The sex trade is a turnoff for quite a few — then they can take another route completely and go to all the PG sims with very different kinds of clubs and groups with libraries, book clubs, poetry reading, gallery walks, etc. People make and sell original art, ebooks, “happenings” of various kinds, sometimes “mixed reality” with RL events. There’s a record company with an inworld record label of those musicians who got their start playing live in coffee houses and clubs within SL, and also those who are RL musicians now using SL to have concerts.
In other words, bring people together on a grid and give them tools and incentives and creative possibilities and they do the normal things people do anywhere in any town or village or city.
I don’t understand why there is this constant, constant harping about “Anshe as outlier.” I’ve said nothing of the kind nor is any of my argumentation leading to such a supposition.
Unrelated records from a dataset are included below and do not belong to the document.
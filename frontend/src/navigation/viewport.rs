use crate::error::NavError;

/// Viewport-relative vertical extent of a page region, as reported by
/// `getBoundingClientRect`.
#[derive(Debug, Clone, Copy, PartialEq)]
pub struct Rect {
    pub top: f64,
    pub bottom: f64,
}

impl Rect {
    pub fn new(top: f64, bottom: f64) -> Self {
        Self { top, bottom }
    }

    /// True when the horizontal line `y` pixels below the viewport top runs
    /// through this region. Both edges are inclusive.
    pub fn spans(&self, y: f64) -> bool {
        self.top <= y && self.bottom >= y
    }
}

/// What the navigation layer needs from the rendering environment.
#[cfg_attr(test, mockall::automock)]
pub trait Viewport {
    /// Pixels scrolled from the top of the document.
    fn scroll_y(&self) -> f64;

    /// Geometry of the element with the given id, `None` when it is not in
    /// the document.
    fn rect_of(&self, id: &str) -> Option<Rect>;

    /// Start a smooth scroll that aligns the element's top with the viewport
    /// top. Returns without waiting for the animation.
    fn smooth_scroll_to(&self, id: &str) -> Result<(), NavError>;
}

#[cfg(test)]
mod tests {
    use super::*;

    #[test]
    fn spans_is_inclusive_on_both_edges() {
        let rect = Rect::new(-400.0, 100.0);
        assert!(rect.spans(100.0));
        assert!(Rect::new(100.0, 900.0).spans(100.0));
        assert!(!Rect::new(101.0, 900.0).spans(100.0));
        assert!(!Rect::new(-400.0, 99.5).spans(100.0));
    }
}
Just because i’ve described one very determined amateur who professionalized to the point of making that kind of income doesn’t mean I’ve somehow endorsed the outlier theory, this doesn’t follow logically at all. In fact, any of us doing business in SL are determined amateurs professionalizing at least within the context of becoming knowledgeable about virtual world markets and customers. There are hundreds of people who aren’t necessarily professional artists or designers but who mastered the PSP and other tools they needed to become successful in this world. I’m puzzled why this is so hard to accept. All you have to do is go to http://www.secondlife.com and browse through the classifieds ads right on the website:
http://secondlife.com/community/classifieds.php
People pay $50 US or even $100 USD to buy the top slots on this list — or pay merely pennies to be at least in it near the bottom. You can see from this kind of expenditure that people can justify such a cost because they make the sales to cover it. I just know personally from my tenants in various stores and malls that it’s common to make $10,000 or $25,000 per day, which is about $40 or $90 a day — for a content creator. Of course, there are the hours they labour to make the items, but then after they put it in a vendor to sell, there is no more cost unless they pay rent or tier — and they remove much of that cost posting on third-party shopping sites that take a small commission.
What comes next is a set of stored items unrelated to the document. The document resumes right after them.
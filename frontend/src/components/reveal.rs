use yew::prelude::*;

use crate::reveal::use_reveal;

/// Where a block slides in from while it is revealed.
#[derive(Debug, Clone, Copy, PartialEq, Eq, Default)]
pub enum RevealFrom {
    #[default]
    Below,
    Left,
    Right,
    Scale,
}

impl RevealFrom {
    fn class(self) -> &'static str {
        match self {
            RevealFrom::Below => "reveal-below",
            RevealFrom::Left => "reveal-left",
            RevealFrom::Right => "reveal-right",
            RevealFrom::Scale => "reveal-scale",
        }
    }
}

#[derive(Properties, PartialEq)]
pub struct RevealProps {
    #[prop_or_default]
    pub from: RevealFrom,
    #[prop_or_default]
    pub delay_ms: u32,
    #[prop_or_default]
    pub class: Classes,
    #[prop_or_default]
    pub children: Children,
}

/// Wrapper that fades its children in the first time it scrolls into view.
#[function_component(Reveal)]
pub fn reveal(props: &RevealProps) -> Html {
    let node = use_node_ref();
    let visible = use_reveal(node.clone());

    html! {
        <div
            ref={node}
            class={classes!("reveal", props.from.class(), visible.then_some("visible"), props.class.clone())}
            style={format!("transition-delay: {}ms;", props.delay_ms)}
        >
            { for props.children.iter() }
        </div>
    }
}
I’m not seeing it as a pyramid. First of all, there isn’t “taking money out of the system” — if I cash out $250,000 Lindens to pay tier, it means some other resident bought my $250,000 to buy content. It’s a normal currency exchange, not gold farming by exploiting loopholes in the system — it’s legal to exchange the game currency for USD. It’s not “capital flight”. I might also put it back into the world in the form of paying suppliers, buying prefabs, commissioning architects to build, etc.
I don’t see it as much different than going to Russia to start a business — costs, yes, hardships, annoying bureaucrats, yes, mafias and crime, yes — but rewarding nonetheless to be in an emerging and developing economy.
Yes, there are people who sink loads of money into this platform without making a profit. There are indeed people who do spend anywhere from $40 to $125 a month for a quarter or half sim or more ($195 for a full sim or island) in order to simply have a place to hang out, build, socialize, perhaps organize live music shows or various games, whatever. They have disposable income, and for them, paying the tier on the land, and buying content from others seems reasonable — they get something like a streaming movie they get to script and write the ending to, they don’t mind paying $40 a month for it.
Indeed, SL has an entire breed of entrpreneurs. It has reached the point where there is a stock market, banks, investment groups, etc. It’s all primitive still, but it is developing. The stock market just paid its second round of dividends (you can see that a http://www.slsolutions.com)
I guess I’m not so concerned about trying to convince you. It’s not Amway, after wall, it’s not a fake thing like that where you have to pyramid scheme and proseltyze. If it doesn’t sing for you, you won’t get involved in it. Pretty soon I imagine it will get a lot bigger and then seem normal.
Hmm, they would be wrong to think that World of Warcraft has better graphics. It has horrible graphics and they constantly repeat. The level 60 monsters look like level 2 monster except green and with better weapons. What it does have is a consistant style, one that is supposed to have six-sided wheels and square rope.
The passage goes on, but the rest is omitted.